Addressing the issue of whether transforming humanity suggests a fantasy, dream, or nightmare presupposes a clear philosophical grasp of two terms central to the debate: human nature and technology. And yet this is lacking in the debate over the posthuman. Transhumanists and bioconservatives lack a sufficiently thick and rich framework in which to address these issues. This essay seeks to address this lack, suggesting that Ernst Cassirer's account of the human being as a symbolic animal provides a philosophy of culture, philosophical anthropology, and philosophy of technology that might serve as the building blocks of such a framework.
Key elements of Cassirer's philosophical anthropology and philosophy of technology
(1) Cassirer very explicitly situates the human being and culture in the organic realm.
(2) The distinguishing feature of the human being is not some new feature or property, not some metaphysical essence. The human being's distinctiveness is his work.
(3) Cassirer insists on the diversity of the symbolic forms.
(4) This multiplicity of forms does not denote discord or disharmony and it is precisely the task of philosophy to understand the sytem of culture as an organic whole
(5) Cassirer situates his analysis of technology in the context of his philosophy of symbolic forms and in such a way that it would be inappropriate to conclude that technology represents the alienation of either culture or our nature as symbolic animals
(6) Cassirer was concerned with developments in modern technology that he found antithetical to his analysis of symbolic forms (a) Cassirer worries about the power of technology to usurp other symbolic forms, (b) Cassirer worries about the emergence in the 20th century of new technique of rationalized myth
Cassirer, the symbolic animal and transforming humanity
In turning to Cassirer we gain an understanding of the broader historical framework of the debate over transforming humanity.
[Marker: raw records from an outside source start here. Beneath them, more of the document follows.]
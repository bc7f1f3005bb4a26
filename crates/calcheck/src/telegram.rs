//! Telegram Bot API `sendMessage` client.

use reqwest::Client;
use secrecy::{ExposeSecret, SecretString};
use tracing::info;

use crate::error::{AppError, Result};

#[derive(Debug, Clone)]
pub struct TelegramBot {
    client: Client,
    api_base: String,
    token: SecretString,
    chat_id: String,
}

impl TelegramBot {
    pub fn new(
        client: Client,
        api_base: impl Into<String>,
        token: SecretString,
        chat_id: impl Into<String>,
    ) -> Self {
        Self {
            client,
            api_base: api_base.into(),
            token,
            chat_id: chat_id.into(),
        }
    }

    /// Send `text` to the configured chat, with HTML formatting enabled.
    pub async fn send_message(&self, text: &str) -> Result<()> {
        let url = format!(
            "{}/bot{}/sendMessage",
            self.api_base.trim_end_matches('/'),
            self.token.expose_secret()
        );
        let form = [
            ("chat_id", self.chat_id.as_str()),
            ("text", text),
            ("parse_mode", "HTML"),
        ];

        // The token is part of the URL; keep it out of error messages.
        let response = self
            .client
            .post(url)
            .form(&form)
            .send()
            .await
            .map_err(|e| AppError::Http(e.without_url()))?;

        let status = response.status();
        let body = response.text().await.unwrap_or_default();
        info!(status = status.as_u16(), chars = text.chars().count(), "telegram_message_sent");

        if !status.is_success() {
            return Err(AppError::Telegram {
                status: status.as_u16(),
                body,
            });
        }
        Ok(())
    }
}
The lack of historical awareness in debates over transforming humanity results in completely inadequate accounts of human nature presupposed by bioconservatives and transhumanists alike
In both the bioconservative and transhumanist frameworks the characteristics of human nature are completely unmoored from any other discussion of human capacities or characteristics, any structure of needs and wants
In treating technology as a symbolic form, Cassirer implicitly rejects instrumental and substantive view of technology and points the way toward a critical theory of technology more nuanced than the views often presupposed in transhumanist and bioconservative frameworks.
Cassirer recognizes that the human being is a tool using animal but he doesn't privilege technology nor would he accept a culture that took as its dominant symbolic form technology.
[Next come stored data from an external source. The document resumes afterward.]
//! Error types for the calcheck binary.

use axum::http::StatusCode;
use axum::response::{IntoResponse, Response};
use slot_engine::SlotError;
use thiserror::Error;
use tracing::{error, warn};

#[derive(Error, Debug)]
pub enum AppError {
    #[error("Configuration error: {0}")]
    Config(String),

    /// The calendar API answered, but not with a usable event list.
    #[error("Calendar API error: {0}")]
    Calendar(String),

    #[error("Telegram API error ({status}): {body}")]
    Telegram { status: u16, body: String },

    #[error("HTTP error: {0}")]
    Http(#[from] reqwest::Error),

    #[error(transparent)]
    Engine(#[from] SlotError),

    #[error("Template error: {0}")]
    Template(#[from] tera::Error),

    #[error("Invalid event data: {0}")]
    Json(#[from] serde_json::Error),

    #[error("Forbidden")]
    Forbidden,

    #[error("Unavailable: {0}")]
    Unavailable(String),
}

pub type Result<T> = std::result::Result<T, AppError>;

impl AppError {
    pub fn status(&self) -> StatusCode {
        match self {
            AppError::Forbidden => StatusCode::FORBIDDEN,
            AppError::Unavailable(_) => StatusCode::SERVICE_UNAVAILABLE,
            AppError::Calendar(_) | AppError::Telegram { .. } | AppError::Http(_) => {
                StatusCode::BAD_GATEWAY
            }
            AppError::Json(_) => StatusCode::BAD_GATEWAY,
            AppError::Config(_) | AppError::Engine(_) | AppError::Template(_) => {
                StatusCode::INTERNAL_SERVER_ERROR
            }
        }
    }
}

impl IntoResponse for AppError {
    fn into_response(self) -> Response {
        let status = self.status();
        if status.is_server_error() {
            error!(error = %self, status = status.as_u16(), "request_failed");
        } else {
            warn!(error = %self, status = status.as_u16(), "request_rejected");
        }
        // Upstream bodies can be long and noisy; the log has the detail.
        let message = match status {
            StatusCode::FORBIDDEN => "Forbidden",
            StatusCode::SERVICE_UNAVAILABLE => "Service unavailable",
            StatusCode::BAD_GATEWAY => "Calendar or messaging service unavailable",
            _ => "Internal error",
        };
        (status, message).into_response()
    }
}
Cassirer's framework provides a perspective from which to understand more precisely the dangers of a culture predicated on the dominance of technosciences such as genetics, cybernetics, and biotechnology; the danger of rationalized myth.
Cassirer's framework helps us to understand and appreciate the complex relationship between human nature, our ethical task, and the normative questions surrounding transforming humanity.